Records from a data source
# # # # #

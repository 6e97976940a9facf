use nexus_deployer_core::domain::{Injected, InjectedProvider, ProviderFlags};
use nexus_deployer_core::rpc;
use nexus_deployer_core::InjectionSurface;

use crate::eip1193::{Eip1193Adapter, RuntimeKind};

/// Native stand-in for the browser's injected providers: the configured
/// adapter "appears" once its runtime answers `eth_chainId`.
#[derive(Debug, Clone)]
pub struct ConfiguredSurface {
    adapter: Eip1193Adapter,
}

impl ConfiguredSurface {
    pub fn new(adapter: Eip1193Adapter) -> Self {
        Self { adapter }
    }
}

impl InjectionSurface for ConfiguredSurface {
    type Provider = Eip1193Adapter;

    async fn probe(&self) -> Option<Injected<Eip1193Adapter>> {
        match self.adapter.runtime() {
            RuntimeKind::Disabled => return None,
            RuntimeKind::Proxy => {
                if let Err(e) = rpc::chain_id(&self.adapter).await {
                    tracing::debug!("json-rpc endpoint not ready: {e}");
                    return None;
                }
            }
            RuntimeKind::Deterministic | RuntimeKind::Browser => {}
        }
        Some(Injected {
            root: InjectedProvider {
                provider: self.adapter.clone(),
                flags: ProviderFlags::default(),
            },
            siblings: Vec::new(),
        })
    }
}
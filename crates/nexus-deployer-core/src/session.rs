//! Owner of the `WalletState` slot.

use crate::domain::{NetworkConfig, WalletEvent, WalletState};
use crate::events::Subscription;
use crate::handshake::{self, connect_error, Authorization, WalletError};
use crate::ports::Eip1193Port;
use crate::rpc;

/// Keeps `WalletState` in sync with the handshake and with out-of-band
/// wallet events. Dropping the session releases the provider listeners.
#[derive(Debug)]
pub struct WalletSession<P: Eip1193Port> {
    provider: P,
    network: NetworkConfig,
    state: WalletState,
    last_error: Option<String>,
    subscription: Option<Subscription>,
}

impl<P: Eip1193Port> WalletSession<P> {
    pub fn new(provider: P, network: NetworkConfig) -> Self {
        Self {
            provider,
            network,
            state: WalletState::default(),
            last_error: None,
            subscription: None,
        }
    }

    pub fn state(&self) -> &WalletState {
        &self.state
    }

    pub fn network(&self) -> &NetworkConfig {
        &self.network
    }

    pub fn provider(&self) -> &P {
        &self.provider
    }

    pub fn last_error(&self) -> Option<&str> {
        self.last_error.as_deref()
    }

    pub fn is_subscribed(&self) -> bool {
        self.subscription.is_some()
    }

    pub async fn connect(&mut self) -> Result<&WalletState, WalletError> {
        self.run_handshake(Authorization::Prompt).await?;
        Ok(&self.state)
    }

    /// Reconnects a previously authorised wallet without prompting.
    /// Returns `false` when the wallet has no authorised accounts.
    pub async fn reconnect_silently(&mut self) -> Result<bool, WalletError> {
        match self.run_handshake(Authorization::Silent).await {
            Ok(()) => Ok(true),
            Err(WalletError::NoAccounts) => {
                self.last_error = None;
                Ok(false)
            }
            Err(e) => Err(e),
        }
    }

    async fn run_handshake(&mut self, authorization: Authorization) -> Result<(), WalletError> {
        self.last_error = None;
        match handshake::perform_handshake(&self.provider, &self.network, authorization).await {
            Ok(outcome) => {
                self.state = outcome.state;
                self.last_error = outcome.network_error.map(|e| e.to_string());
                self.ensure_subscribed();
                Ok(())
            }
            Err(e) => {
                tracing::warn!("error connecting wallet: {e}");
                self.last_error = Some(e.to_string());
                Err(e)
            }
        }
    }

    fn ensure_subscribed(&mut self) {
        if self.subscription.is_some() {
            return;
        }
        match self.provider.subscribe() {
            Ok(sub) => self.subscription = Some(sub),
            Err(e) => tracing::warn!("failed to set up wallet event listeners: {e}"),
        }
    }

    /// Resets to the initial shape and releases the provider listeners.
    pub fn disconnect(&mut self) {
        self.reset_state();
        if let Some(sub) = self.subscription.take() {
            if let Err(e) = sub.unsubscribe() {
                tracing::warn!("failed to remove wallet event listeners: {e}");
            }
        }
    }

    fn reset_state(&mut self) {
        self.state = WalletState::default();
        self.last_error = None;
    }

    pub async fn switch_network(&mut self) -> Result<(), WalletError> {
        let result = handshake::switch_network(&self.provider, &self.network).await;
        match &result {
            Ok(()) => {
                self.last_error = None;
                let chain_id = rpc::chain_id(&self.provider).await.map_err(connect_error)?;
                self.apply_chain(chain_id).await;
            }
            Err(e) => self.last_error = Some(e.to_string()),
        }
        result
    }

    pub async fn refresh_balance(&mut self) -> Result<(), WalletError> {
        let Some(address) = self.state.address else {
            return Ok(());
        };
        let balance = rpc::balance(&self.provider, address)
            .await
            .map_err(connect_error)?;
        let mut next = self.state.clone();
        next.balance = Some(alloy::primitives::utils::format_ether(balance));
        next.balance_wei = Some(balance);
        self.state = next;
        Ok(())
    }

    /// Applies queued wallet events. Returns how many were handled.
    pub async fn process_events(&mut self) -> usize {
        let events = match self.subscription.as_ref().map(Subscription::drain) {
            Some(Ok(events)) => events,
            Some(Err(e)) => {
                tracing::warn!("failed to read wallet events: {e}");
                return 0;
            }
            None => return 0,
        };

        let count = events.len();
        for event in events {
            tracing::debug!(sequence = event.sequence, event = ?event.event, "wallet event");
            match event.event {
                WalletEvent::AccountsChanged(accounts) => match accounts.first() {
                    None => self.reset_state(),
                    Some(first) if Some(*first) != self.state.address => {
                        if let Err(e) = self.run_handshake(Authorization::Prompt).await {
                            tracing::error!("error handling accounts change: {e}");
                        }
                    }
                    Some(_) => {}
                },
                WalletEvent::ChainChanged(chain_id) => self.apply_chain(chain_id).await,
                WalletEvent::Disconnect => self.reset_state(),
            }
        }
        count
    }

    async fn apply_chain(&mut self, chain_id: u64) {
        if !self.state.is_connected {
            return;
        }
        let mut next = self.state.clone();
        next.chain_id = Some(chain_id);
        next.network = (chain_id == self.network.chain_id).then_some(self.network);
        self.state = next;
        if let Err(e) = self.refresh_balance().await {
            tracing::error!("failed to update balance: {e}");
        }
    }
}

# # # # #

### YOUR INSTRUCTIONS
Output, please, only the lines running from the start of the entries through the line that contains "return None;", including both of those lines.

### ANSWER SECTION
repository 6e97976940a9facf
use nexus_deployer_core::domain::{Injected, InjectedProvider, ProviderFlags};
use nexus_deployer_core::rpc;
use nexus_deployer_core::InjectionSurface;

use crate::eip1193::{Eip1193Adapter, RuntimeKind};

/// Native stand-in for the browser's injected providers: the configured
/// adapter "appears" once its runtime answers `eth_chainId`.
#[derive(Debug, Clone)]
pub struct ConfiguredSurface {
    adapter: Eip1193Adapter,
}

impl ConfiguredSurface {
    pub fn new(adapter: Eip1193Adapter) -> Self {
        Self { adapter }
    }
}

impl InjectionSurface for ConfiguredSurface {
    type Provider = Eip1193Adapter;

    async fn probe(&self) -> Option<Injected<Eip1193Adapter>> {
        match self.adapter.runtime() {
            RuntimeKind::Disabled => return None,
            RuntimeKind::Proxy => {
                if let Err(e) = rpc::chain_id(&self.adapter).await {
                    tracing::debug!("json-rpc endpoint not ready: {e}");
                    return None;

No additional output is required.